In contrast to the CAP-START trial, the study by Garin et al. did not find β-lactam monotherapy to be non-inferior to β-lactam plus macrolide combination therapy for the endpoint of time to clinical stability after 7 days of treatment, in hospitalized patients with moderately severe CAP (8). Specifically, the authors found that 41.2% of the patients in the monotherapy group did not reach clinical stability compared with 33.6% of patients in the combination group, with an absolute difference of 7.6%. Therefore the authors could not conclude non-inferiority of monotherapy compared with combination therapy. Of note, patients infected with atypical pathogens (HR, 0.33; 95% CI: 0.13–0.85) or with Pneumonia Severity Index (PSI) category IV pneumonia (HR, 0.81; 95% CI: 0.59–1.10) were not only less likely to reach clinical stability with monotherapy, but also had more 30-day readmissions with monotherapy, compared to combination therapy (7.9% vs. 3.1%, P=0.01).
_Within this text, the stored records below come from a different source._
//! HTTP handlers

pub mod account;
pub mod health;
pub mod transfer;

pub use account::{get_balance, list_transactions};
pub use health::health_check;
pub use transfer::{create_transfer, get_transaction};
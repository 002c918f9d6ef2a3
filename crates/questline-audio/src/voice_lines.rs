//! Voice-line selector.
//!
//! Voice lines are short reaction clips grouped by category. Each call picks
//! one clip uniformly at random from the category's pool. Playback is always
//! best-effort: failures are logged by the narration player and never reach
//! the caller's control flow.

use std::collections::HashMap;
use std::fmt;
use std::sync::{Arc, Mutex};

use questline_core::rng::DeterministicRng;
use tokio::task::JoinHandle;
use tracing::{debug, warn};

use crate::narration::{NarrationPlayer, PlaybackOutcome};

/// Category of a voice line.
#[derive(Debug, Clone, Copy, PartialEq, Eq, Hash)]
pub enum VoiceLineCategory {
    /// Greeting on the title screen.
    Welcome,
    /// Reaction to a player choice.
    Comment,
    /// Reaction to a good ending.
    Success,
    /// Reaction to a bad ending.
    Failure,
}

impl VoiceLineCategory {
    /// All categories.
    pub const ALL: [Self; 4] = [Self::Welcome, Self::Comment, Self::Success, Self::Failure];

    /// Lowercase category name.
    #[must_use]
    pub fn as_str(self) -> &'static str {
        match self {
            Self::Welcome => "welcome",
            Self::Comment => "comment",
            Self::Success => "success",
            Self::Failure => "failure",
        }
    }
}

impl fmt::Display for VoiceLineCategory {
    fn fmt(&self, f: &mut fmt::Formatter<'_>) -> fmt::Result {
        f.write_str(self.as_str())
    }
}

/// The fixed clip pools, one per category.
#[derive(Debug, Clone, PartialEq, Eq)]
pub struct VoiceLineLibrary {
    pools: HashMap<VoiceLineCategory, Vec<String>>,
}

impl Default for VoiceLineLibrary {
    /// The clips shipped with the game server under `/static/audio`.
    fn default() -> Self {
        let pool = |stem: &str, count: usize| -> Vec<String> {
            (1..=count)
                .map(|n| format!("/static/audio/{stem}_{n:02}.mp3"))
                .collect()
        };

        Self::empty()
            .with_pool(VoiceLineCategory::Welcome, pool("welcome", 3))
            .with_pool(VoiceLineCategory::Comment, pool("comments", 4))
            .with_pool(VoiceLineCategory::Success, pool("success", 3))
            .with_pool(VoiceLineCategory::Failure, pool("failure", 3))
    }
}

impl VoiceLineLibrary {
    /// A library with no clips in any category.
    #[must_use]
    pub fn empty() -> Self {
        Self {
            pools: HashMap::new(),
        }
    }

    /// Replaces the pool for `category`.
    #[must_use]
    pub fn with_pool(mut self, category: VoiceLineCategory, clips: Vec<String>) -> Self {
        self.pools.insert(category, clips);
        self
    }

    /// Returns the clips registered for `category`.
    #[must_use]
    pub fn pool(&self, category: VoiceLineCategory) -> &[String] {
        self.pools
            .get(&category)
            .map(Vec::as_slice)
            .unwrap_or_default()
    }

    /// Rewrites every clip locator through `resolve`.
    #[must_use]
    pub fn map_urls(mut self, resolve: impl Fn(&str) -> String) -> Self {
        for clips in self.pools.values_mut() {
            for clip in clips.iter_mut() {
                *clip = resolve(clip);
            }
        }
        self
    }
}

/// Plays a random clip from a category through the narration player.
#[derive(Clone)]
pub struct VoiceLineSelector {
    player: NarrationPlayer,
    library: Arc<VoiceLineLibrary>,
    rng: Arc<Mutex<dyn DeterministicRng + Send>>,
}

impl fmt::Debug for VoiceLineSelector {
    fn fmt(&self, f: &mut fmt::Formatter<'_>) -> fmt::Result {
        f.debug_struct("VoiceLineSelector")
            .field("player", &self.player)
            .field("library", &self.library)
            .finish_non_exhaustive()
    }
}

impl VoiceLineSelector {
    /// Creates a selector drawing from `library` with `rng`.
    #[must_use]
    pub fn new(
        player: NarrationPlayer,
        library: VoiceLineLibrary,
        rng: Arc<Mutex<dyn DeterministicRng + Send>>,
    ) -> Self {
        Self {
            player,
            library: Arc::new(library),
            rng,
        }
    }

    /// Picks a clip for `category`, or `None` when the pool is empty.
    #[must_use]
    pub fn pick(&self, category: VoiceLineCategory) -> Option<String> {
        let pool = self.library.pool(category);
        let last_index = pool.len().checked_sub(1)?;
        let last = u32::try_from(last_index).unwrap_or(u32::MAX);
        let drawn = match self.rng.lock() {
            Ok(mut rng) => rng.next_u32_range(0, last),
            Err(poisoned) => poisoned.into_inner().next_u32_range(0, last),
        };
        // An out-of-range draw lands on the last clip.
        let index = usize::try_from(drawn).map_or(last_index, |index| index.min(last_index));
        pool.get(index).cloned()
    }

    /// Plays a random clip for `category` and waits for it to finish.
    pub async fn play_random(&self, category: VoiceLineCategory) -> PlaybackOutcome {
        if self.player.settings().is_muted() {
            return PlaybackOutcome::Skipped;
        }
        let Some(url) = self.pick(category) else {
            warn!(%category, "no voice lines registered");
            return PlaybackOutcome::Skipped;
        };

        debug!(%category, url = %url, "playing voice line");
        self.player.play(&url).await
    }

    /// Plays a random clip for `category` in the background.
    ///
    /// Must be called from within a Tokio runtime.
    pub fn spawn_random(&self, category: VoiceLineCategory) -> JoinHandle<PlaybackOutcome> {
        let selector = self.clone();
        tokio::spawn(async move { selector.play_random(category).await })
    }
}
While the review by Lee et al. is comprehensive, many other studies show the unique benefits of macrolide therapy in treating various forms of CAP. Indeed, macrolides as a class possess anti-inflammatory properties, and a number of related non-antibiotic macrolides, such as tacrolimus and sirolimus, are used as immunosuppressive therapy in transplant patients (10). Macrolides exert their antibacterial effects by inhibiting RNA synthesis and thus bacterial protein and biofilm production, while also attenuating bacterial virulence factors. Macrolide antibiotics also inhibit host cell cytokine production and release, and promote macrophage phagocytosis of apoptotic cells, reduce T-cell mediated inflammation, and limit neutrophil chemotaxis, survival, and oxidative burst (11). Therefore, the beneficial effects of macrolide antibiotics in CAP are thought to be pleiotropic, which is supported by the findings from a number of clinical trials.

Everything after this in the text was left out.